Everybody has probably at one time or another experienced a tension headache, the main indication that you have is that it mainly affects the areas around the eyes and the temples, often feeling like an external force is pushing on these areas and it can be impossible to concentrate or focus on anything when this is happening, And often times it is cause by the need for glasses and are triggered when you do not wear them and sustain a major amount of eye focus at a light source such as a computer, TV screen or even your mobile phone obviously as part of modern life and work these are essential activities.

So if you feel like every time you come home from work you are busting out the aspirin and water, then it may be time to consider why you are experiencing these head pains in the first place and then try to eliminate that cause. And the first thing that you will want to rule out is a problem with your eyesight.

Blurred Vision

Everybody gets temporarily blurry  or unfocused vision every now and then, if you are particularly tiered or are developing something like conjunctivitis, however, consistently or more than average blurring, distortion or other vision anomalies that you notice may be the sign of a larger, more serious problem underlining these fluctuations in the quality of your vision and they must first of all be looked at by a professional to rule pout the presence of something more serious than just eye strain. So find yourself a decent optometrist and get it checked out properly professionally to not only improve your vision but potentially, your overall health.
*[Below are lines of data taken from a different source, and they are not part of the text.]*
//! # Notifications
//!
//! Non-blocking notifications raised by the checkout flow and the bounded
//! queue of toasts the view renders from them.

use std::collections::VecDeque;

/// Notification text shown after a verified payment.
pub const PAYMENT_SUCCESSFUL_MESSAGE: &str = "Payment successful!";

/// Default number of toasts kept on screen
pub const DEFAULT_TOAST_CAPACITY: usize = 4;

#[derive(Debug, Clone, Copy, PartialEq, Eq)]
pub enum NotificationKind {
    Success,
    Error,
}

#[derive(Debug, Clone, PartialEq, Eq)]
pub struct Notification {
    pub kind: NotificationKind,
    pub message: String,
}

impl Notification {
    pub fn success(message: impl Into<String>) -> Self {
        Self {
            kind: NotificationKind::Success,
            message: message.into(),
        }
    }

    pub fn error(message: impl Into<String>) -> Self {
        Self {
            kind: NotificationKind::Error,
            message: message.into(),
        }
    }
}

/// A notification with a stable id for keyed rendering and dismissal
#[derive(Debug, Clone, PartialEq, Eq)]
pub struct Toast {
    pub id: u64,
    pub notification: Notification,
}

/// Bounded queue of visible toasts; the oldest is evicted when full
#[derive(Debug, Clone, PartialEq, Eq)]
pub struct ToastQueue {
    next_id: u64,
    capacity: usize,
    toasts: VecDeque<Toast>,
}

impl ToastQueue {
    pub fn new(capacity: usize) -> Self {
        Self {
            next_id: 0,
            capacity: capacity.max(1),
            toasts: VecDeque::new(),
        }
    }

    /// Add a notification, returning the id of its toast
    pub fn push(&mut self, notification: Notification) -> u64 {
        let id = self.next_id;
        self.next_id += 1;

        if self.toasts.len() == self.capacity {
            self.toasts.pop_front();
        }
        self.toasts.push_back(Toast { id, notification });
        id
    }

    /// Remove a toast; unknown ids are ignored
    pub fn dismiss(&mut self, id: u64) {
        self.toasts.retain(|toast| toast.id != id);
    }

    pub fn iter(&self) -> impl Iterator<Item = &Toast> {
        self.toasts.iter()
    }

    pub fn len(&self) -> usize {
        self.toasts.len()
    }

    pub fn is_empty(&self) -> bool {
        self.toasts.is_empty()
    }
}

impl Default for ToastQueue {
    fn default() -> Self {
        Self::new(DEFAULT_TOAST_CAPACITY)
    }
}

#[cfg(test)]
mod tests {
    use super::*;

    #[test]
    fn test_push_and_dismiss() {
        let mut queue = ToastQueue::default();
        let first = queue.push(Notification::success(PAYMENT_SUCCESSFUL_MESSAGE));
        let second = queue.push(Notification::error("Something went wrong!"));

        assert_ne!(first, second);
        assert_eq!(queue.len(), 2);

        queue.dismiss(first);
        let remaining: Vec<_> = queue.iter().map(|t| t.id).collect();
        assert_eq!(remaining, vec![second]);

        queue.dismiss(first);
        assert_eq!(queue.len(), 1);
    }

    #[test]
    fn test_evicts_oldest() {
        let mut queue = ToastQueue::new(2);
        queue.push(Notification::error("one"));
        queue.push(Notification::error("two"));
        queue.push(Notification::success("three"));

        let messages: Vec<_> = queue.iter().map(|t| t.notification.message.as_str()).collect();
        assert_eq!(messages, vec!["two", "three"]);
    }

    #[test]
    fn test_ids_stay_unique_after_eviction() {
        let mut queue = ToastQueue::new(1);
        let a = queue.push(Notification::error("a"));
        let b = queue.push(Notification::error("b"));

        assert!(b > a);
        assert!(queue.iter().all(|t| t.id == b));
    }
}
The reasons for your blurring can be vastly varied and can depend on many different factors. Blurring of vision could be down to something as natural as aging or it could be the onset of something like cataracts or low pressure. As such the treatments that could be offered to treat your blurred vision could be something as simple as presbyopic glasses.

Depth Perception

Have you noticed that the way you view objects or areas of ranging elevation and depth becoming much harder or that your balance is thrown off by your inability to detect the natural rises and falls of the ground in front of you? Well maybe it’s time you considered going to your opticians office as more often times than not this is a clear indicator that something is wrong with your vision and for you to be as safe as possible (particularly if you are of an older age) it’s important that your depth perception is as good as can be to prevent trips and accidents that could have otherwise been avoided.

Many things can cause poor depth perception but in reality your eyes make up a large part and your optometrist can either confirm that it’s just a change in your prescription or eye lenses on to something like an ear infection which he can refer you to a different doctors surgery to help you with. But your first port of call should be your optometrist.